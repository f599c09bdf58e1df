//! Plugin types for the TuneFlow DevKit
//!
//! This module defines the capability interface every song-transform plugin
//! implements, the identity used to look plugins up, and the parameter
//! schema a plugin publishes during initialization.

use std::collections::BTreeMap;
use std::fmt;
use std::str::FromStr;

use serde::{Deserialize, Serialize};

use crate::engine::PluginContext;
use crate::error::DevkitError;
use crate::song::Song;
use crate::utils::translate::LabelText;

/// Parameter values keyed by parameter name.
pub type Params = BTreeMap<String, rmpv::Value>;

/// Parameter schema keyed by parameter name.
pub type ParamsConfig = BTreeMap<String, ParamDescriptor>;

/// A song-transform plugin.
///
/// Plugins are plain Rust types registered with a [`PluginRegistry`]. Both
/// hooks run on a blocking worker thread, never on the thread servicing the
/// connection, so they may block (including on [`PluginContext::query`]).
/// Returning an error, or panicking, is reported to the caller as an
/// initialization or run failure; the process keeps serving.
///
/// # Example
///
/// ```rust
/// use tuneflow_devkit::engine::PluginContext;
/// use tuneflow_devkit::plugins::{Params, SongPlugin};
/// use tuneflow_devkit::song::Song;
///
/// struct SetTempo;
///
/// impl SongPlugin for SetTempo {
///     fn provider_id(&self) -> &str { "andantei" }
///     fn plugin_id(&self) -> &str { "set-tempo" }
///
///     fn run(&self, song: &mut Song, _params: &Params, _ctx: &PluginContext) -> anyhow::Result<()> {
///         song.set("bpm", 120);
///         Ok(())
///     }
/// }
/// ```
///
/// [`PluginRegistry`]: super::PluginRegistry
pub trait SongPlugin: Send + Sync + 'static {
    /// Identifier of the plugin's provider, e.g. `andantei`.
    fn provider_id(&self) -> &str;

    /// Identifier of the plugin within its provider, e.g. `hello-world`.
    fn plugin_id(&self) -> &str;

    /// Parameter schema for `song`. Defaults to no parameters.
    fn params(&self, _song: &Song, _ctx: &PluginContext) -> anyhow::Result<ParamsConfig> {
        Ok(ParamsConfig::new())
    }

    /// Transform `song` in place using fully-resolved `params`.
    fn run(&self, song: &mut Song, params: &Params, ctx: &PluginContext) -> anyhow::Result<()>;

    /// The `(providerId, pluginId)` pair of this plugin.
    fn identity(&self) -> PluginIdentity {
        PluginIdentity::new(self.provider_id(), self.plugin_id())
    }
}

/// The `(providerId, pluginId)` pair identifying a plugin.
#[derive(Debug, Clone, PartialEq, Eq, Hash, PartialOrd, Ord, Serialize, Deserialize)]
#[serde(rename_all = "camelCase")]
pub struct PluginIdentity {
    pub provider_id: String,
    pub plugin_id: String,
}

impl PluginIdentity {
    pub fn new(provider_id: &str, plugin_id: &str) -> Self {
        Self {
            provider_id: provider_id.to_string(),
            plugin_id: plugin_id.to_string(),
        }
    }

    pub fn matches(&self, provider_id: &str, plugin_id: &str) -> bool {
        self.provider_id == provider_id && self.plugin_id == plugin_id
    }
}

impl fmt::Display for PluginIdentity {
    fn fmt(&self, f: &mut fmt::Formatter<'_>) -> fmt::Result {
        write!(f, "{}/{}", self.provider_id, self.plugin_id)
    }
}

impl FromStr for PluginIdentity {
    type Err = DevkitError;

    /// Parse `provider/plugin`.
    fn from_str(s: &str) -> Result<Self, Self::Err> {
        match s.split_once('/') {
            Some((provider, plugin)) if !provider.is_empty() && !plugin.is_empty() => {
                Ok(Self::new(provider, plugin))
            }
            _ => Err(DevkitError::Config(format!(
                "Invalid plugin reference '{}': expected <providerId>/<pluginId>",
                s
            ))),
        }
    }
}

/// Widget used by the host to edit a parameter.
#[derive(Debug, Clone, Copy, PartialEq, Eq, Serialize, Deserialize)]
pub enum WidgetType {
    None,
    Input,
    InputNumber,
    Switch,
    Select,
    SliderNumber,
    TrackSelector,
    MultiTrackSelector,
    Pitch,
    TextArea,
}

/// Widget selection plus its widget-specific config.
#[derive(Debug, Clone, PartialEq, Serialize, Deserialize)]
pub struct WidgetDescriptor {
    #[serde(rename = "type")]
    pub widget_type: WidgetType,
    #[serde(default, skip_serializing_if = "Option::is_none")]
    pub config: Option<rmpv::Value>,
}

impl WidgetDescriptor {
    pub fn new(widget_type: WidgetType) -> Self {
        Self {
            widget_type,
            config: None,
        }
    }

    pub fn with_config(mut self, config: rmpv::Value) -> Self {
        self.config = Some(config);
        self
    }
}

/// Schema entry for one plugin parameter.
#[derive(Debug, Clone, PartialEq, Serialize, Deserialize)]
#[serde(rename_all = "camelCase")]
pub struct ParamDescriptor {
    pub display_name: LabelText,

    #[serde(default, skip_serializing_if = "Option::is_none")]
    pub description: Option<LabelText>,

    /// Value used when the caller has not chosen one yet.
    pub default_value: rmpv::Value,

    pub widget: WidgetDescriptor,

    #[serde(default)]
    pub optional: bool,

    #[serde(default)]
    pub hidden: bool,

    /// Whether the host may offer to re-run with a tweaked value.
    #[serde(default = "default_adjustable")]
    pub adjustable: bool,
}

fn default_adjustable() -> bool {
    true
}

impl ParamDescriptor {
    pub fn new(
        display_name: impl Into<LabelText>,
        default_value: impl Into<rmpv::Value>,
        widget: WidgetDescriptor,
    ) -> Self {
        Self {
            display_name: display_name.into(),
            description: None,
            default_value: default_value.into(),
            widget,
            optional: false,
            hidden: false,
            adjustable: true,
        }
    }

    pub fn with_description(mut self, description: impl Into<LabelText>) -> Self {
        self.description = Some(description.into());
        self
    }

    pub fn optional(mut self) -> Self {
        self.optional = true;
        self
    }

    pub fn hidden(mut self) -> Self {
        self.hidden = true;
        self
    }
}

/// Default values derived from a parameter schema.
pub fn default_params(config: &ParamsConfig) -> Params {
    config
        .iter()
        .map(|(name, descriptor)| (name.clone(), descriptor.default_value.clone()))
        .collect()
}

....

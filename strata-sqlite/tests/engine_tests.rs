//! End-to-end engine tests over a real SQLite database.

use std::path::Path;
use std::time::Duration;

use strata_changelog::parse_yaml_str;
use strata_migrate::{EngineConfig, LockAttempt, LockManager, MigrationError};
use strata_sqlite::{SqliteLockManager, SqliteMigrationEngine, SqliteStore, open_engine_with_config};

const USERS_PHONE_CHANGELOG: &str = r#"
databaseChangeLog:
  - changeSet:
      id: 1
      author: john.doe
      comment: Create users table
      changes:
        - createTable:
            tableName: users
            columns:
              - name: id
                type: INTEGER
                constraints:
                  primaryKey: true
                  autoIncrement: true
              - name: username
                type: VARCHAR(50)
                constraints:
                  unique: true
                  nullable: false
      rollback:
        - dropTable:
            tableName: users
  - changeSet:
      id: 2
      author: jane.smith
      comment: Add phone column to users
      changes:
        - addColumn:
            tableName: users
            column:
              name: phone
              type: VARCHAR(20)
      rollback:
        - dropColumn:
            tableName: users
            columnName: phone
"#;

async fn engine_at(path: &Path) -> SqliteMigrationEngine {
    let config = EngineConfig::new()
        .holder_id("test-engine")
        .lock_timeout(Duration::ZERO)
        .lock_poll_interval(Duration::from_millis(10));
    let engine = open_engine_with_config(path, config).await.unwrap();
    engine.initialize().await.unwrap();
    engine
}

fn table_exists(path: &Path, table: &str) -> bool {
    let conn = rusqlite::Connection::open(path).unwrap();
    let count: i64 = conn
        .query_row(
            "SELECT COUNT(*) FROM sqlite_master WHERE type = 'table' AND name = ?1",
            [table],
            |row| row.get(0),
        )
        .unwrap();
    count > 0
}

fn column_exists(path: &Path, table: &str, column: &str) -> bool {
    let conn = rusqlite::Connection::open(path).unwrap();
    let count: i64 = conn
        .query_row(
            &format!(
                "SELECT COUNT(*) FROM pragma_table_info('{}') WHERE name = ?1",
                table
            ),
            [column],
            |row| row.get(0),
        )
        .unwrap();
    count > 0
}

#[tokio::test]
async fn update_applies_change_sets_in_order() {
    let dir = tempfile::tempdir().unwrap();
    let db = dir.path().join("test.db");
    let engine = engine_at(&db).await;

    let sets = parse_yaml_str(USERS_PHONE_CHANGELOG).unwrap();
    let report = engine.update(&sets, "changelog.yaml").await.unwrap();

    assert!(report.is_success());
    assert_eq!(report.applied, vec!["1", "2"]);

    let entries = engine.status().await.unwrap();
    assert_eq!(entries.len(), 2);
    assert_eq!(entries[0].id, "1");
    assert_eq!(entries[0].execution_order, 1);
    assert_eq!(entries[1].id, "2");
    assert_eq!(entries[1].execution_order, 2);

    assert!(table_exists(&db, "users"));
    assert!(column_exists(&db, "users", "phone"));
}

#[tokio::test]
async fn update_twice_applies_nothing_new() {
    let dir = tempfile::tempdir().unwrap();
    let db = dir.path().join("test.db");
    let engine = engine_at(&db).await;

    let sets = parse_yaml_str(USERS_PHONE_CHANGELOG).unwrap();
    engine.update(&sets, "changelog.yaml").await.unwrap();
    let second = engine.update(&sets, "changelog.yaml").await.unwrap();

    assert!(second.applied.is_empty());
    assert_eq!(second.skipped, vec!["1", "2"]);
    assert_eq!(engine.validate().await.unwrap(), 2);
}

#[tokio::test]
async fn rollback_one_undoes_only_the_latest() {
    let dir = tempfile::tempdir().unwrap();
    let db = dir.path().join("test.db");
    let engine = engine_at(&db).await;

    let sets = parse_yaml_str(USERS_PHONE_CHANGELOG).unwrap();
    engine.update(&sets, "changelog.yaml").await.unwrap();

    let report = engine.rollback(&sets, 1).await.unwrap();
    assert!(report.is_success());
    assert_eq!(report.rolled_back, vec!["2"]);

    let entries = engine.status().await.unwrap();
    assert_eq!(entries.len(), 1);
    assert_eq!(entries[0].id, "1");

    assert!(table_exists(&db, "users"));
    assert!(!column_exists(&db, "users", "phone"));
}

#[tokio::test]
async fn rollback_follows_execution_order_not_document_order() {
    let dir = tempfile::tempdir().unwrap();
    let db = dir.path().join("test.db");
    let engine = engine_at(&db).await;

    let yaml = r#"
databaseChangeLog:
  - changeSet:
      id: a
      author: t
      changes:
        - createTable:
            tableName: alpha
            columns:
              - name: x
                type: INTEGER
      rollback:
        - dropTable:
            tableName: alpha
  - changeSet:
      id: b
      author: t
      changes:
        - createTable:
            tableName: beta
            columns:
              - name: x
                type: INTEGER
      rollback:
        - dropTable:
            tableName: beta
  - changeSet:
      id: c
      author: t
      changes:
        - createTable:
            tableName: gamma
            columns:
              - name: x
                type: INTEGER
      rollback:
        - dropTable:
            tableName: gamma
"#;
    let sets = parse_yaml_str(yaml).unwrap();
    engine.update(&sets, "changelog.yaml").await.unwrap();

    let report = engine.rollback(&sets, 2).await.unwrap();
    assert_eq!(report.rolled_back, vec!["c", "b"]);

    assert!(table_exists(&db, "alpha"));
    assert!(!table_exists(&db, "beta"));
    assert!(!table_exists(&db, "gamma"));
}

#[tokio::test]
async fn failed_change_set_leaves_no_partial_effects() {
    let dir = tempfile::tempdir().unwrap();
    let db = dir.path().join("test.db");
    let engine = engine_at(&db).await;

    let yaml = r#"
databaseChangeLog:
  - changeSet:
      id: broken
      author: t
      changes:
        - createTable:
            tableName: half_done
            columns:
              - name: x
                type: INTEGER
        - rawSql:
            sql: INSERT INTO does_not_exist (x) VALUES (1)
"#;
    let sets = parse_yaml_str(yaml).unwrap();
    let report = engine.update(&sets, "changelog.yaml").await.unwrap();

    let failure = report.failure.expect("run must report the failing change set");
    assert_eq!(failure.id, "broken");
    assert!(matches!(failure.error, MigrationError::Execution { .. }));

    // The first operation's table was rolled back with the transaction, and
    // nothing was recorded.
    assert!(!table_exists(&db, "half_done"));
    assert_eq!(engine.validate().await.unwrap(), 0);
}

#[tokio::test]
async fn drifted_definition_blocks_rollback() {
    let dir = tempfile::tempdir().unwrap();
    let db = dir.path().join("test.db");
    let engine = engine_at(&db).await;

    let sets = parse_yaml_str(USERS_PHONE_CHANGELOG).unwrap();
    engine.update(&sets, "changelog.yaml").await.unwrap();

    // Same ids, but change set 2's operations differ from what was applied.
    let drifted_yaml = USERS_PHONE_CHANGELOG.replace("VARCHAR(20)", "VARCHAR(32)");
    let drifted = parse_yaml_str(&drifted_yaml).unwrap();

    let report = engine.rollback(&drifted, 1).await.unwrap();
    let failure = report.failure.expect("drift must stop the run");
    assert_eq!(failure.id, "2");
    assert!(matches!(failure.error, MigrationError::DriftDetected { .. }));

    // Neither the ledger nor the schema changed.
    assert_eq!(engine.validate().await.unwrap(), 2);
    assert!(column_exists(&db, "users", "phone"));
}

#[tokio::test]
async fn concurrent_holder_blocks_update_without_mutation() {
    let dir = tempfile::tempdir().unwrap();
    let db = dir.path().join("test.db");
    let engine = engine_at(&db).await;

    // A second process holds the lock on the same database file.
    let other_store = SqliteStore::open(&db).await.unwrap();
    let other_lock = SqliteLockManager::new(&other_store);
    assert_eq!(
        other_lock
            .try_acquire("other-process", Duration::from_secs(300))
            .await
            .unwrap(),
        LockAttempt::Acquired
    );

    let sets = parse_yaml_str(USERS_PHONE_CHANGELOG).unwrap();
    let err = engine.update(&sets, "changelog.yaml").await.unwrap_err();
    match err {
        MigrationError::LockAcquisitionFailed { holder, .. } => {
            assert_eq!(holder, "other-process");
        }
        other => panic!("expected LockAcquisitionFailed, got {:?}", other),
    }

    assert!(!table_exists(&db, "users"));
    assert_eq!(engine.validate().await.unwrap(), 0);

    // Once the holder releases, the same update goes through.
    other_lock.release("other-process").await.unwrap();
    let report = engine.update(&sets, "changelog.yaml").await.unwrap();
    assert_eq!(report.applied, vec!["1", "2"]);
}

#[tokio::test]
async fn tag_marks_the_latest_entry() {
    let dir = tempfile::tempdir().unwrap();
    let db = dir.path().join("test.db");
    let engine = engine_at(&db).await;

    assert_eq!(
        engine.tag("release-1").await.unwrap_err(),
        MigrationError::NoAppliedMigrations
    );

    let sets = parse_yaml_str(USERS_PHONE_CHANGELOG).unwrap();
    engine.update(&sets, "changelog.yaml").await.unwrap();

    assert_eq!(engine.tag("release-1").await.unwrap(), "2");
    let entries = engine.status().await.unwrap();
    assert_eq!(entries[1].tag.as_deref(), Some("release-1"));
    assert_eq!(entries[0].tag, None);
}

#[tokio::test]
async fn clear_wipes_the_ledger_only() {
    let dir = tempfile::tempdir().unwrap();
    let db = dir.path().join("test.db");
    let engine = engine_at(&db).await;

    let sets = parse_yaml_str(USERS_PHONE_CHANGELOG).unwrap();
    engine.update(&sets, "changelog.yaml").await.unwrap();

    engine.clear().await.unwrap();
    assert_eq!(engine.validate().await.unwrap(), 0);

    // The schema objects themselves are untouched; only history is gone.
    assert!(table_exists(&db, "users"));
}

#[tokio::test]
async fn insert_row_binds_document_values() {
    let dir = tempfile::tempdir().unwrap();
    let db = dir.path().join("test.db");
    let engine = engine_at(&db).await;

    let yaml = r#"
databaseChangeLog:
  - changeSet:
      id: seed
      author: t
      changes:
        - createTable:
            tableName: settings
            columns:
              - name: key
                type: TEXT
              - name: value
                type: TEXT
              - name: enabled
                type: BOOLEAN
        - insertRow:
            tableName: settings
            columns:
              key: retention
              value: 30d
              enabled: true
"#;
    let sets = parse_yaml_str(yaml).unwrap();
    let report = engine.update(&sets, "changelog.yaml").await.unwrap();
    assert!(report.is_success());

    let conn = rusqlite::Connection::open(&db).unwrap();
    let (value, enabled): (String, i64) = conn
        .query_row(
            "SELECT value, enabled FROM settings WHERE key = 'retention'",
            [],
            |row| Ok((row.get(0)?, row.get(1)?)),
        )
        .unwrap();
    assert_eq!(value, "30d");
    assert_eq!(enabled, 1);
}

....

Determine how many lines in the records include the string "second". Only that number should be given.

4